Закрыв книжечку, сержант сунул ее в карман и смерил Игнатьева взглядом. «Вот так-то, — подумал Игнатьев, — быстро и оперативно. И наркодельцов не тронули, и меня устранили». Мелькнула мысль попытаться сбежать. А смысл? А куда? Под юбку к Марине? А жить потом дальше как? Нет, ребята, война так война.
— Пройдемте, гражданин, вас приказано доставить в прокуратуру, — объявил сержант.
— Доставляйте, — согласился Игнатьев, — только как доблестная прокуратура узнала, что я в данный момент нахожусь в данном месте, а? Не просветите, товарищ сержант?
— Вот там и зададите этот вопрос, — все тем же бесцветным голосом ответил старший наряда.
Игнатьева завели в ставшее почти родным здание районной прокуратуры. Провели по коридорам, миновали дверь с табличкой старшего следователя Пугачева и подвели к другой, где на табличке красовалось четыре фамилии. Кажется, здесь его уже допрашивали, вспомнил Игнатьев, ага, вот и фамилия Черемисов в списке.
Игнатьев сидел и слушал Черемисова. Сегодня следователя интересовали буквально по минутам первые два дня его пребывания в Романовском. Возможно, у молодого следователя что-то на уме, или возможно, за прошедшие два дня что-то произошло. Какое-нибудь преступление. Игнатьев старательно вспоминал и добросовестно рассказывал. Только, естественно, получалось, что алиби ему могли обеспечить те, кого уже не было в живых: Сергей Никольченко и его жена Галина.

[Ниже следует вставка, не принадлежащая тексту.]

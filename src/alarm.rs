//! Counting of errors logged by the services themselves.

use crate::notify::{Notification, NotificationKind, Notifier};
use chrono::{DateTime, Utc};
use std::collections::VecDeque;
use tracing::info;

#[derive(Debug)]
pub enum ErrorAlarm {
    Null,
    Tail(TailProcAlarm),
    Batch(BatchProcAlarm),
}

impl ErrorAlarm {
    pub fn on_error(&mut self, time: DateTime<Utc>) {
        match self {
            ErrorAlarm::Null => {}
            ErrorAlarm::Tail(a) => a.on_error(time),
            ErrorAlarm::Batch(a) => a.on_error(),
        }
    }

    pub fn evaluate(&mut self) {
        match self {
            ErrorAlarm::Null => {}
            ErrorAlarm::Tail(a) => a.evaluate(),
            ErrorAlarm::Batch(a) => a.evaluate(),
        }
    }

    pub fn reset(&mut self) {
        match self {
            ErrorAlarm::Null => {}
            ErrorAlarm::Tail(a) => a.reset(),
            ErrorAlarm::Batch(a) => a.reset(),
        }
    }
}

/// Fires once `max_errors` errors fall within `range_secs` of each other
#[derive(Debug)]
pub struct TailProcAlarm {
    path: String,
    app_type: String,
    max_errors: usize,
    range_secs: u64,
    last_errors: VecDeque<i64>,
    notifier: Notifier,
}

impl TailProcAlarm {
    pub fn new(
        path: &str,
        app_type: &str,
        max_errors: usize,
        range_secs: u64,
        notifier: Notifier,
    ) -> Self {
        Self {
            path: path.to_string(),
            app_type: app_type.to_string(),
            max_errors,
            range_secs,
            last_errors: VecDeque::with_capacity(max_errors),
            notifier,
        }
    }

    pub fn on_error(&mut self, time: DateTime<Utc>) {
        if self.max_errors == 0 {
            return;
        }
        if self.last_errors.len() == self.max_errors {
            self.last_errors.pop_front();
        }
        self.last_errors.push_back(time.timestamp());
    }

    pub fn evaluate(&mut self) {
        if self.max_errors == 0 || self.last_errors.len() < self.max_errors {
            return;
        }
        let oldest = self.last_errors.iter().min().copied().unwrap_or_default();
        let newest = self.last_errors.iter().max().copied().unwrap_or_default();
        if newest - oldest > self.range_secs as i64 {
            return;
        }
        info!(path = %self.path, "Sending alarm notification");
        self.notifier.notify(
            Notification::new(
                &self.app_type,
                format!(
                    "logfeed ERROR alarm for file {} (type {})",
                    self.path, self.app_type
                ),
                NotificationKind::ErrorAlarm {
                    count: self.max_errors,
                    range_secs: self.range_secs,
                },
            )
            .line(format!(
                "Too many errors ({}) logged within file {} during defined interval of {} seconds",
                self.max_errors, self.path, self.range_secs
            )),
        );
        self.reset();
    }

    pub fn reset(&mut self) {
        self.last_errors.clear();
    }
}

#[derive(Debug, Default)]
pub struct BatchProcAlarm {
    num_errors: usize,
}

impl BatchProcAlarm {
    pub fn on_error(&mut self) {
        self.num_errors += 1;
    }

    pub fn evaluate(&self) {
        info!(num_errors = self.num_errors, "Number of logged errors");
    }

    pub fn reset(&mut self) {
        self.num_errors = 0;
    }

    pub fn num_errors(&self) -> usize {
        self.num_errors
    }
}

#[cfg(test)]
mod tests {
    use super::*;
    use chrono::{Duration, TimeZone};

    fn at(second: i64) -> DateTime<Utc> {
        Utc.with_ymd_and_hms(2024, 5, 2, 8, 0, 0).unwrap() + Duration::seconds(second)
    }

    #[test]
    fn test_fires_when_ring_full_within_range() {
        let (notifier, mut rx) = Notifier::channel(None);
        let mut alarm = TailProcAlarm::new("/var/log/a.log", "kontext", 3, 60, notifier);
        alarm.on_error(at(0));
        alarm.on_error(at(10));
        alarm.evaluate();
        assert!(rx.try_recv().is_err());

        alarm.on_error(at(20));
        alarm.evaluate();
        let n = rx.try_recv().unwrap();
        assert!(n.subject.contains("/var/log/a.log"));

        // reset after firing
        alarm.evaluate();
        assert!(rx.try_recv().is_err());
    }

    #[test]
    fn test_spread_errors_do_not_fire() {
        let (notifier, mut rx) = Notifier::channel(None);
        let mut alarm = TailProcAlarm::new("/var/log/a.log", "kontext", 2, 60, notifier);
        alarm.on_error(at(0));
        alarm.on_error(at(120));
        alarm.evaluate();
        assert!(rx.try_recv().is_err());

        alarm.on_error(at(150));
        alarm.evaluate();
        assert!(rx.try_recv().is_ok());
    }

    #[test]
    fn test_batch_counts() {
        let mut alarm = ErrorAlarm::Batch(BatchProcAlarm::default());
        alarm.on_error(at(0));
        alarm.on_error(at(1));
        match &alarm {
            ErrorAlarm::Batch(a) => assert_eq!(a.num_errors(), 2),
            _ => unreachable!(),
        }
        alarm.reset();
        match &alarm {
            ErrorAlarm::Batch(a) => assert_eq!(a.num_errors(), 0),
            _ => unreachable!(),
        }
    }
}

Честно говоря, Игнатьев в первые два или три дня практически не просыхал. Как-то у них так получилось, что перебрали с Сергеем в первый день, выпивая за встречу, наутро Игнатьев похмелился, а похмелье плавно перешло в пьянку. Это потом он спохватился и взял себя в руки.
Дверь неожиданно открылась, и на пороге вырос сам старший следователь Пугачев. Он несколько секунд постоял, потом решительно велел:
— Игнатьев, подождите, пожалуйста, в коридоре.
Это было как-то странно. Игнатьев посмотрел на Черемисова, потом вспомнил, что Пугачев тут главный. Он встал и молча вышел в коридор. Сержантов, которые его привезли, не было. В коридоре вообще было пусто. «Может, взять и уйти, — подумал Игнатьев. — Хотя нет, что-то интересное назревает».
Опять открылась дверь. Пугачев вышел и пригласил Игнатьева следовать за ним. Именно пригласил, это Зосима Иванович уловил в интонации пожилого следователя очень хорошо.
В кабинете Пугачев предложил сесть, а сам подошел к окну и стал открывать створки. Теперь движения следователя стали не такими решительными и стремительными. Скорее вялыми.
— Курите, если хотите, — предложил Пугачев, стоя лицом к окну и глядя на улицу.
— Покурить я мог и на улице. Около вокзала. А вообще-то я там собирался пообедать, когда меня схватили и поволокли сюда.
— Что, в самом деле? — хмуро спросил Пугачев.
— Нет, шучу я, — махнул рукой Игнатьев. — Юмор у меня в последнее время стал такой. И шутить все время тянет от веселой жизни.
— Не обижайтесь, Зосима Иванович, — сказал Пугачев простецки. — Вы же сами в прошлом полицейский, прекрасно знаете, что во время расследования подозрения часто падают на невинных людей. И приходится идти на некоторое ущемление их гражданских прав ради поиска настоящего преступника. А как быть? Мы же не машины, мы можем ошибаться, можем заподозрить на эмоциональном уровне, можем не сразу правильно оценить те факты, которые получили. Это неизбежно.